True, but I don't believe they were in compliance with Michigan law to begin with. Meaning Section 538 wouldn't have protected them. Is this the real reason people wanted "medical" marijuana? To give them cover to set up a million dollar grow operation and engage in interstate distribution for recreational use? Sure looks that way.

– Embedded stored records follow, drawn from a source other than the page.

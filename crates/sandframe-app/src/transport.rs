//! Newline-delimited JSON host transport.

use std::io::Write;

use sandframe_webview::{BridgeMessage, HostMessage};
use tracing::warn;

/// Parse one input line. Blank lines are skipped; invalid ones are logged
/// and skipped.
pub fn parse_host_line(line: &str) -> Option<HostMessage> {
    let line = line.trim();
    if line.is_empty() {
        return None;
    }
    match HostMessage::parse(line) {
        Ok(message) => Some(message),
        Err(e) => {
            warn!(error = %e, line_len = line.len(), "host message rejected");
            None
        }
    }
}

/// Encode a bridge message as one output line, newline included.
pub fn encode_line(message: &BridgeMessage) -> String {
    let mut line = message.to_wire().to_json();
    line.push('\n');
    line
}

/// Write messages to a blocking sink and flush it.
pub fn write_messages<W: Write>(out: &mut W, messages: &[BridgeMessage]) -> std::io::Result<()> {
    if messages.is_empty() {
        return Ok(());
    }
    for message in messages {
        out.write_all(encode_line(message).as_bytes())?;
    }
    out.flush()
}

#[cfg(test)]
mod tests {
    use super::*;

    #[test]
    fn skips_blank_and_invalid_lines() {
        assert!(parse_host_line("   ").is_none());
        assert!(parse_host_line("{").is_none());
        assert!(parse_host_line(r#"{"channel":"nope"}"#).is_none());
        assert_eq!(
            parse_host_line(r#"{"channel":"focus"}"#),
            Some(HostMessage::Focus)
        );
    }

    #[test]
    fn encodes_one_line_per_message() {
        let mut out = Vec::new();
        write_messages(
            &mut out,
            &[
                BridgeMessage::DidSetContent,
                BridgeMessage::DidClickLink("https://x.test/".into()),
            ],
        )
        .unwrap();
        let text = String::from_utf8(out).unwrap();
        assert_eq!(
            text,
            "{\"channel\":\"did-set-content\"}\n{\"channel\":\"did-click-link\",\"args\":[\"https://x.test/\"]}\n"
        );
    }
}
//! Default stylesheet generation from theme variables.

use tracing::warn;

use super::sanitize::{validate_css_value, validate_variable_name};
use crate::protocol::ThemeData;

/// `id` of the injected `<style>` element.
pub const DEFAULT_STYLES_ID: &str = "_defaultStyles";

/// Body classes owned by the theme mechanism; cleared before the active
/// theme class is applied.
pub const THEME_CLASSES: &[&str] = &["theme-light", "theme-dark", "theme-high-contrast"];

const BASE_STYLES: &str = r#"
body {
	background-color: var(--background-color);
	color: var(--color);
	font-family: var(--font-family);
	font-weight: var(--font-weight);
	font-size: var(--font-size);
	margin: 0;
	padding: 0 20px;
}

img {
	max-width: 100%;
	max-height: 100%;
}

body a {
	color: var(--link-color);
}

a:focus,
input:focus,
select:focus,
textarea:focus {
	outline: 1px solid -webkit-focus-ring-color;
	outline-offset: -1px;
}

::-webkit-scrollbar {
	width: 10px;
	height: 10px;
}

::-webkit-scrollbar-thumb {
	background-color: rgba(121, 121, 121, 0.4);
}
body.theme-light::-webkit-scrollbar-thumb {
	background-color: rgba(100, 100, 100, 0.4);
}
body.theme-high-contrast::-webkit-scrollbar-thumb {
	background-color: rgba(111, 195, 223, 0.3);
}

::-webkit-scrollbar-thumb:hover {
	background-color: rgba(100, 100, 100, 0.7);
}
body.theme-light::-webkit-scrollbar-thumb:hover {
	background-color: rgba(100, 100, 100, 0.7);
}
body.theme-high-contrast::-webkit-scrollbar-thumb:hover {
	background-color: rgba(111, 195, 223, 0.8);
}

::-webkit-scrollbar-thumb:active {
	background-color: rgba(85, 85, 85, 0.8);
}
body.theme-light::-webkit-scrollbar-thumb:active {
	background-color: rgba(0, 0, 0, 0.6);
}
body.theme-high-contrast::-webkit-scrollbar-thumb:active {
	background-color: rgba(111, 195, 223, 0.8);
}
"#;

/// Generate the `:root { ... }` block. Invalid names or values are skipped
/// with a warning.
pub fn generate_css_root(theme: &ThemeData) -> String {
    let mut css = String::from(":root {");

    for (name, value) in &theme.variables {
        let validation = validate_variable_name(name).and_then(|()| validate_css_value(value));
        match validation {
            Ok(()) => {
                css.push_str(&format!(" --{name}: {};", value.trim()));
            }
            Err(e) => {
                warn!(
                    name = %name,
                    value = %value,
                    error = %e,
                    "Theme variable rejected by sanitizer"
                );
            }
        }
    }

    css.push_str(" }");
    css
}

/// Full text of the default stylesheet for `theme`.
pub fn default_stylesheet(theme: &ThemeData) -> String {
    let mut css = generate_css_root(theme);
    css.push('\n');
    css.push_str(BASE_STYLES);
    css
}

/// JS that swaps the theme on an already-rendered document: rewrites the
/// default stylesheet and the body's theme class.
pub fn theme_update_script(theme: &ThemeData) -> String {
    let css = serde_json::to_string(&default_stylesheet(theme)).unwrap_or_else(|_| "\"\"".into());
    let classes = serde_json::to_string(THEME_CLASSES).unwrap_or_else(|_| "[]".into());
    let active =
        serde_json::to_string(theme.active_theme.trim()).unwrap_or_else(|_| "\"\"".into());
    format!(
        "(function() {{ \
            var s = document.getElementById('{DEFAULT_STYLES_ID}'); \
            if (s) {{ s.textContent = {css}; }} \
            var b = document.body; if (!b) {{ return; }} \
            {classes}.forEach(function(c) {{ b.classList.remove(c); }}); \
            if ({active}) {{ b.classList.add({active}); }} \
        }})();"
    )
}

#[cfg(test)]
mod tests {
    use super::*;
    use std::collections::BTreeMap;

    fn theme(vars: &[(&str, &str)]) -> ThemeData {
        ThemeData::new(
            vars.iter()
                .map(|(k, v)| (k.to_string(), v.to_string()))
                .collect::<BTreeMap<_, _>>(),
            "theme-dark",
        )
    }

    #[test]
    fn root_block_declares_each_variable() {
        let css = generate_css_root(&theme(&[("color", "#ccc"), ("font-size", "13px")]));
        assert_eq!(css, ":root { --color: #ccc; --font-size: 13px; }");
    }

    #[test]
    fn root_block_skips_injection_attempts() {
        let css = generate_css_root(&theme(&[
            ("color", "red; } body { display: none"),
            ("bad name", "#fff"),
            ("background-color", "url(https://evil.test/x)"),
            ("link-color", "#3794ff"),
        ]));
        assert_eq!(css, ":root { --link-color: #3794ff; }");
    }

    #[test]
    fn empty_theme_yields_empty_root() {
        assert_eq!(generate_css_root(&ThemeData::default()), ":root { }");
    }

    #[test]
    fn stylesheet_contains_scrollbar_variants() {
        let css = default_stylesheet(&theme(&[]));
        assert!(css.contains("body.theme-light::-webkit-scrollbar-thumb"));
        assert!(css.contains("body.theme-high-contrast::-webkit-scrollbar-thumb:active"));
        assert!(css.contains("max-width: 100%"));
        assert!(!css.contains("</style"));
    }

    #[test]
    fn theme_update_script_targets_default_styles() {
        let js = theme_update_script(&theme(&[("color", "#fff")]));
        assert!(js.contains("getElementById('_defaultStyles')"));
        assert!(js.contains("theme-high-contrast"));
        assert!(js.contains("--color: #fff;"));
    }
}
//! TOML config file loading and creation.

use crate::schema::SandframeConfig;
use crate::validation;
use sandframe_common::ConfigError;
use std::path::{Path, PathBuf};
use tracing::{info, warn};

/// Load config from a specific TOML file path.
///
/// Deserializes the file using serde defaults for any missing fields.
/// If validation fails, a warning is logged and the default config is
/// returned.
pub fn load_from_path(path: &Path) -> Result<SandframeConfig, ConfigError> {
    if !path.exists() {
        return Err(ConfigError::FileNotFound(path.to_path_buf()));
    }

    let content = std::fs::read_to_string(path).map_err(|e| {
        ConfigError::ParseError(format!("failed to read {}: {e}", path.display()))
    })?;

    let config: SandframeConfig = toml::from_str(&content)
        .map_err(|e| ConfigError::ParseError(format!("failed to parse TOML: {e}")))?;

    if let Err(e) = validation::validate(&config) {
        warn!("config validation warning: {e}");
        warn!("falling back to default config");
        return Ok(SandframeConfig::default());
    }

    info!("loaded config from {}", path.display());
    Ok(config)
}

/// Load config from the platform-specific default path.
///
/// On macOS: `~/Library/Application Support/sandframe/config.toml`
/// On Linux: `~/.config/sandframe/config.toml`
///
/// If the file does not exist, creates a default config file and returns defaults.
pub fn load_default() -> Result<SandframeConfig, ConfigError> {
    let path = default_config_path()?;

    if !path.exists() {
        info!("no config found at {}, creating default", path.display());
        create_default_config(&path)?;
        return Ok(SandframeConfig::default());
    }

    load_from_path(&path)
}

/// Get the platform-specific default config file path.
pub fn default_config_path() -> Result<PathBuf, ConfigError> {
    let config_dir = dirs::config_dir()
        .ok_or_else(|| ConfigError::ParseError("could not determine config directory".into()))?;
    Ok(config_dir.join("sandframe").join("config.toml"))
}

/// Create a default TOML config file with documentation comments.
pub fn create_default_config(path: &Path) -> Result<(), ConfigError> {
    if let Some(parent) = path.parent() {
        std::fs::create_dir_all(parent).map_err(|e| {
            ConfigError::ParseError(format!(
                "failed to create config directory {}: {e}",
                parent.display()
            ))
        })?;
    }

    std::fs::write(path, default_config_toml()).map_err(|e| {
        ConfigError::ParseError(format!(
            "failed to write default config to {}: {e}",
            path.display()
        ))
    })?;

    info!("created default config at {}", path.display());
    Ok(())
}

/// Generate the default TOML config content with comments.
fn default_config_toml() -> String {
    r##"# Sandframe Configuration
# Schema version 1
# Only override what you want to change -- missing fields use defaults.

[swap]
# promotion_delay_ms = 200   # 1-10000, promote even if no load signal arrives

[scroll]
# frame_interval_ms = 16     # 1-1000, at most one did-scroll per interval

[theme]
name = "theme-dark"

[theme.variables]
# background-color = "#1e1e1e"
# color = "#d4d4d4"
# font-family = "-apple-system, 'Segoe UI', sans-serif"
# font-weight = "normal"
# font-size = "13px"
# link-color = "#3794ff"

[window]
# title = "Sandframe"
# width = 1024               # 200-8192
# height = 768               # 200-8192

[development]
# devtools = false           # blocked navigations request a reload

[logging]
# level = "info"             # trace, debug, info, warn, error
"##
    .to_string()
}
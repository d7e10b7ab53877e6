//! Content injection: raw HTML → self-contained, sandbox-ready document.
//!
//! The transform is pure and total. Given the same request, theme and base
//! it always yields the same document.

pub mod sanitize;
pub mod styles;

use crate::capability::{capability_script, CapabilityTransport};
use crate::dom::{Document, DomNode, ElementData};
use crate::links::resolve_href;
use crate::protocol::{ContentUpdateRequest, ThemeData};
use crate::surface::SandboxPolicy;

pub use styles::{DEFAULT_STYLES_ID, THEME_CLASSES};

/// Output of [`ContentInjector::build`].
#[derive(Debug, Clone)]
pub struct InjectedDocument {
    /// Parsed, transformed document.
    pub document: Document,
    /// Serialized form of `document`.
    pub html: String,
    /// Present when the capability script was injected.
    pub capability: Option<CapabilityManifest>,
    pub sandbox: SandboxPolicy,
}

/// What a native backend needs to provide the capability object itself.
#[derive(Debug, Clone, PartialEq, Eq)]
pub struct CapabilityManifest {
    pub persisted_state: Option<String>,
}

#[derive(Debug, Clone, Copy, Default)]
pub struct ContentInjector {
    transport: CapabilityTransport,
}

impl ContentInjector {
    pub fn new(transport: CapabilityTransport) -> Self {
        Self { transport }
    }

    pub fn build(
        &self,
        request: &ContentUpdateRequest,
        theme: &ThemeData,
        session_base_url: Option<&str>,
    ) -> InjectedDocument {
        let mut document = Document::parse(&request.html);

        let base_url = request
            .base_url
            .as_deref()
            .or(session_base_url)
            .filter(|b| !b.trim().is_empty());
        let effective_base = document
            .base_href()
            .map(str::to_string)
            .or_else(|| base_url.map(str::to_string));

        title_anchors(&mut document, effective_base.as_deref());

        // Each insertion goes first in <head>, so the final order is
        // style, capability script, base, original children.
        if let (Some(base), None) = (base_url, document.base_href()) {
            prepend_to_head(
                &mut document,
                DomNode::Element(ElementData::new("base").with_attr("href", base)),
            );
        }

        let capability = if request.options.enable_wrapped_post_message {
            let script = capability_script(request.persisted_state.as_deref(), self.transport);
            prepend_element_with_text(&mut document, ElementData::new("script"), script);
            Some(CapabilityManifest {
                persisted_state: request.persisted_state.clone(),
            })
        } else {
            None
        };

        prepend_element_with_text(
            &mut document,
            ElementData::new("style").with_attr("id", DEFAULT_STYLES_ID),
            styles::default_stylesheet(theme),
        );

        apply_theme_class(&mut document, &theme.active_theme);

        let html = document.to_html();
        InjectedDocument {
            document,
            html,
            capability,
            sandbox: SandboxPolicy::from_options(&request.options),
        }
    }
}

/// Give every anchor without a `title` its resolved address.
fn title_anchors(document: &mut Document, base: Option<&str>) {
    for id in document.elements_named("a") {
        document.update_element(id, |el| {
            if el.has_attr("title") {
                return;
            }
            if let Some(href) = el.attr("href").map(str::to_string) {
                el.set_attr("title", resolve_href(&href, base));
            }
        });
    }
}

fn prepend_to_head(document: &mut Document, node: DomNode) -> Option<ego_tree::NodeId> {
    let head = document.head()?;
    document.prepend_child(head, node)
}

fn prepend_element_with_text(document: &mut Document, element: ElementData, text: String) {
    if let Some(id) = prepend_to_head(document, DomNode::Element(element)) {
        document.append_child(id, DomNode::Text(text));
    }
}

/// Swap the body's theme class for `active`.
pub fn apply_theme_class(document: &mut Document, active: &str) {
    if let Some(body) = document.body() {
        document.update_element(body, |el| el.replace_classes(THEME_CLASSES, active));
    }
}

#[cfg(test)]
mod tests {
    use super::*;
    use crate::protocol::ContentOptions;
    use std::collections::BTreeMap;

    fn theme() -> ThemeData {
        let mut vars = BTreeMap::new();
        vars.insert("color".to_string(), "#cccccc".to_string());
        ThemeData::new(vars, "theme-dark")
    }

    fn head_children(doc: &Document) -> Vec<String> {
        let head = doc.head().unwrap();
        doc.node(head)
            .unwrap()
            .children()
            .filter_map(|c| match c.value() {
                DomNode::Element(el) => Some(el.name.clone()),
                _ => None,
            })
            .collect()
    }

    fn scripted() -> ContentOptions {
        ContentOptions {
            allow_scripts: true,
            enable_wrapped_post_message: true,
        }
    }

    #[test]
    fn head_order_is_style_script_base_original() {
        let req = ContentUpdateRequest::new("<head><title>t</title></head><p>x</p>")
            .with_options(scripted())
            .with_base_url("https://b.test/");
        let out = ContentInjector::default().build(&req, &theme(), None);
        assert_eq!(
            head_children(&out.document),
            ["style", "script", "base", "title"]
        );
        assert!(out.capability.is_some());
    }

    #[test]
    fn plain_content_gets_only_styles() {
        let req = ContentUpdateRequest::new("<p>hi</p>");
        let out = ContentInjector::default().build(&req, &theme(), None);
        assert_eq!(head_children(&out.document), ["style"]);
        assert!(out.capability.is_none());
        assert!(!out.sandbox.allow_scripts);
        assert!(out.html.starts_with("<!DOCTYPE html>"));
        assert!(out.html.contains(r#"<style id="_defaultStyles">:root { --color: #cccccc; }"#));
    }

    #[test]
    fn existing_base_is_kept() {
        let req = ContentUpdateRequest::new(r#"<head><base href="https://own.test/"></head>"#)
            .with_base_url("https://b.test/");
        let out = ContentInjector::default().build(&req, &theme(), Some("https://s.test/"));
        assert_eq!(out.document.elements_named("base").len(), 1);
        assert_eq!(out.document.base_href(), Some("https://own.test/"));
    }

    #[test]
    fn request_base_wins_over_session_base() {
        let req = ContentUpdateRequest::new("<p>x</p>").with_base_url("https://req.test/");
        let out = ContentInjector::default().build(&req, &theme(), Some("https://s.test/"));
        assert_eq!(out.document.base_href(), Some("https://req.test/"));

        let req = ContentUpdateRequest::new("<p>x</p>");
        let out = ContentInjector::default().build(&req, &theme(), Some("https://s.test/"));
        assert_eq!(out.document.base_href(), Some("https://s.test/"));
    }

    #[test]
    fn anchors_get_titles_but_keep_existing() {
        let req = ContentUpdateRequest::new(
            r#"<a id="a" href="page.html">a</a><a id="b" href="x" title="keep">b</a>"#,
        )
        .with_base_url("https://b.test/docs/");
        let out = ContentInjector::default().build(&req, &theme(), None);
        let a = out.document.element_by_id("a").unwrap();
        let b = out.document.element_by_id("b").unwrap();
        assert_eq!(
            out.document.element(a).unwrap().attr("title"),
            Some("https://b.test/docs/page.html")
        );
        assert_eq!(out.document.element(b).unwrap().attr("title"), Some("keep"));
    }

    #[test]
    fn theme_class_replaces_previous() {
        let req = ContentUpdateRequest::new(r#"<body class="theme-light own"><p>x</p></body>"#);
        let out = ContentInjector::default().build(&req, &theme(), None);
        let body = out.document.body().unwrap();
        assert_eq!(
            out.document.element(body).unwrap().attr("class"),
            Some("own theme-dark")
        );
    }

    #[test]
    fn capability_script_embeds_escaped_state() {
        let req = ContentUpdateRequest::new("<p>x</p>")
            .with_options(scripted())
            .with_state(r#"{"s":"</script>"}"#);
        let out = ContentInjector::new(CapabilityTransport::NativeIpc).build(&req, &theme(), None);
        assert!(out.html.contains("acquireHostApi"));
        assert!(!out.html.contains(r#"</script>"}"#));
        assert_eq!(
            out.capability.unwrap().persisted_state.as_deref(),
            Some(r#"{"s":"</script>"}"#)
        );
    }

    #[test]
    fn malformed_html_still_builds() {
        let req = ContentUpdateRequest::new("<div><p>unclosed <b>bold");
        let out = ContentInjector::default().build(&req, &theme(), None);
        assert!(out.html.contains("unclosed"));
        assert!(out.document.body().is_some());
    }
}
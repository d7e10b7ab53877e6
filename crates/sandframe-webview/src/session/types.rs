use std::time::{Duration, Instant};

use crate::inject::InjectedDocument;
use crate::protocol::ThemeData;
use crate::surface::{Surface, SurfaceId};

/// Default delay before a pending surface is promoted without a load signal.
pub const DEFAULT_PROMOTION_DELAY: Duration = Duration::from_millis(200);

/// Which surfaces currently exist.
#[derive(Debug, Clone, Copy, PartialEq, Eq)]
pub enum SwapState {
    Empty,
    PendingOnly,
    ActiveOnly,
    ActivePending,
}

#[derive(Debug, Clone, Copy, PartialEq, Eq)]
pub enum SlotRole {
    Pending,
    Active,
}

/// A surface plus the document that was written into it.
pub struct FrameSlot<S> {
    pub role: SlotRole,
    pub surface: S,
    pub document: InjectedDocument,
}

impl<S: Surface> FrameSlot<S> {
    pub(super) fn pending(surface: S, document: InjectedDocument) -> Self {
        Self {
            role: SlotRole::Pending,
            surface,
            document,
        }
    }

    pub fn id(&self) -> SurfaceId {
        self.surface.id()
    }
}

/// Armed promotion timer, keyed by the surface it would promote.
#[derive(Debug, Clone, Copy, PartialEq, Eq)]
pub(super) struct PromotionTimer {
    pub surface: SurfaceId,
    pub deadline: Instant,
}

/// Session tunables.
#[derive(Debug, Clone)]
pub struct SessionOptions {
    pub promotion_delay: Duration,
    /// Blocked navigations turn into `do-reload` when set.
    pub development_mode: bool,
    /// Theme used until the host sends `styles`.
    pub theme: ThemeData,
}

impl Default for SessionOptions {
    fn default() -> Self {
        Self {
            promotion_delay: DEFAULT_PROMOTION_DELAY,
            development_mode: false,
            theme: ThemeData::default(),
        }
    }
}
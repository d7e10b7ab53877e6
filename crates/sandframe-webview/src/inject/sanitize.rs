//! Theme variable sanitization to prevent CSS injection.
//!
//! Theme variables are written verbatim into a `<style>` element of the
//! untrusted document, so both halves are checked:
//! - names must be plain identifiers (`[A-Za-z0-9_-]+`), emitted as `--name`
//! - values must not contain structural characters or active CSS:
//!   `;`, `{`, `}`, `<`, `>`, `expression(`, `url(`, `javascript:`,
//!   `@import`, `@charset`, `behavior:`, `-moz-binding`

use std::sync::OnceLock;

use regex::Regex;

fn name_pattern() -> &'static Regex {
    static PATTERN: OnceLock<Regex> = OnceLock::new();
    PATTERN.get_or_init(|| Regex::new(r"^[A-Za-z0-9_-]+$").expect("static regex"))
}

/// Validate a theme variable name (without the leading `--`).
pub fn validate_variable_name(name: &str) -> Result<(), String> {
    if name_pattern().is_match(name) {
        Ok(())
    } else {
        Err(format!("Invalid theme variable name: '{name}'"))
    }
}

/// Validate a theme variable value.
pub fn validate_css_value(value: &str) -> Result<(), String> {
    let trimmed = value.trim();

    if trimmed.is_empty() {
        return Err("Empty CSS value".to_string());
    }

    check_injection_patterns(trimmed)
}

/// Check for common CSS injection patterns.
fn check_injection_patterns(value: &str) -> Result<(), String> {
    let lower = value.to_lowercase();

    let dangerous = [
        "expression(",
        "url(",
        "javascript:",
        "@import",
        "@charset",
        "behavior:",
        "-moz-binding",
    ];

    for pattern in &dangerous {
        if lower.contains(pattern) {
            return Err(format!("CSS injection blocked: contains '{pattern}'"));
        }
    }

    for ch in [';', '{', '}', '<', '>'] {
        if value.contains(ch) {
            return Err(format!("CSS injection blocked: contains '{ch}'"));
        }
    }

    Ok(())
}

#[cfg(test)]
mod tests {
    use super::*;

    #[test]
    fn accepts_identifier_names() {
        assert!(validate_variable_name("background-color").is_ok());
        assert!(validate_variable_name("font_size").is_ok());
        assert!(validate_variable_name("color2").is_ok());
    }

    #[test]
    fn rejects_bad_names() {
        assert!(validate_variable_name("").is_err());
        assert!(validate_variable_name("a b").is_err());
        assert!(validate_variable_name("x:1;}").is_err());
    }

    #[test]
    fn accepts_common_theme_values() {
        assert!(validate_css_value("#1e1e1e").is_ok());
        assert!(validate_css_value("rgba(0, 0, 0, 0.5)").is_ok());
        assert!(validate_css_value("-apple-system, 'Segoe UI', sans-serif").is_ok());
        assert!(validate_css_value("normal").is_ok());
        assert!(validate_css_value("13px").is_ok());
    }

    #[test]
    fn rejects_injection_expression() {
        assert!(validate_css_value("expression(alert(1))").is_err());
    }

    #[test]
    fn rejects_injection_url() {
        assert!(validate_css_value("URL(https://evil.test)").is_err());
    }

    #[test]
    fn rejects_injection_semicolon_and_braces() {
        assert!(validate_css_value("red; background: blue").is_err());
        assert!(validate_css_value("#fff } body { color: red").is_err());
    }

    #[test]
    fn rejects_style_tag_breakout() {
        assert!(validate_css_value("red</style><script>alert(1)</script>").is_err());
    }

    #[test]
    fn rejects_empty() {
        assert!(validate_css_value("   ").is_err());
    }
}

Maybe not; I still don't see how that adds up to the generalization "Dopers Meet Reality". Did you mean only that THESE Dopers Met Reality? I'm sure that's why some wanted it - others, like me, wanted it because there's persuasive evidence for its medical benefits: "Until a nonsmoked rapid-onset cannabinoid drug delivery system becomes available, we acknowledge that there is no clear alternative for people suffering from chronic conditions that might be relieved by smoking marijuana, such as pain or AIDS wasting." - Marijuana and Medicine: Assessing the Science Base (1999), Institute of Medicine
True, but I don't believe they were in compliance with Michigan law to begin with. Meaning Section 538 wouldn't have protected them. Maybe not; I still don't see how that adds up to the generalization "Dopers Meet Reality". Did you mean only that THESE Dopers Met Reality? Jenkins and Walsh were only two defendants at the trial, but there was a bunch who pleaded guilty. For example, the doctor pleaded guilty, testified against Jenkins and Walsh, and got a deal for three months in Federal prison, and two years supervised probation, and paid a $25,000 fine, and forfeited property. Jenkins and Walsh and Dr. Kuldanek got Federal Bureau of Prisons numbers 18094-040 and 18095-040, and 18158-040. Federal prison is pretty real. Also pleading guilty were Kathleen Rosengren, Cynthia Wessel, John Christopher Placencia, Steven Hawkins, Parker Wilcoulter Smith. - - - - - - - - - - BETTY LEE JENKINS - - - - - - - - - - PHILLIP JOSEPH WALSH - - - - - - - - - - GREGORY A KULDANEK - - - - - - - - - - http://www.mlive.com/news/grand-rapids/index.ssf/2015/04/grand_rapids_doctor_sentenced.html Still, Dr. Gregory Kuldanek, 58, recognized he was breaking the law. Kuldanek was sentenced Monday, April 6, to three months in federal prison by U.S. District Judge Paul Maloney in Kalamazoo. The judge said Kuldanek will spend two years on supervised release once the prison term ends. Kuldanek was fined $25,000. He has already surrendered property at 13350 Seven Mile Road NE in Belding. [...] Kuldanek, whose practice focused on patients with HIV and AIDS, believed he was helping others by certifying patients for use of medical marijuana outside of his office. The government said he certified groups of patients at restaurants but sometimes did not meet them at all. Assistant U.S. Attorney Mark Courtade asked the judge to consider Kuldanek's help upon his arrest. Kuldanek testified against the alleged leaders, Betty Jenkins and Phillip Walsh, who await sentencing. [...] Perhaps it should be noted that Walsh presented no defense and called no witnesses.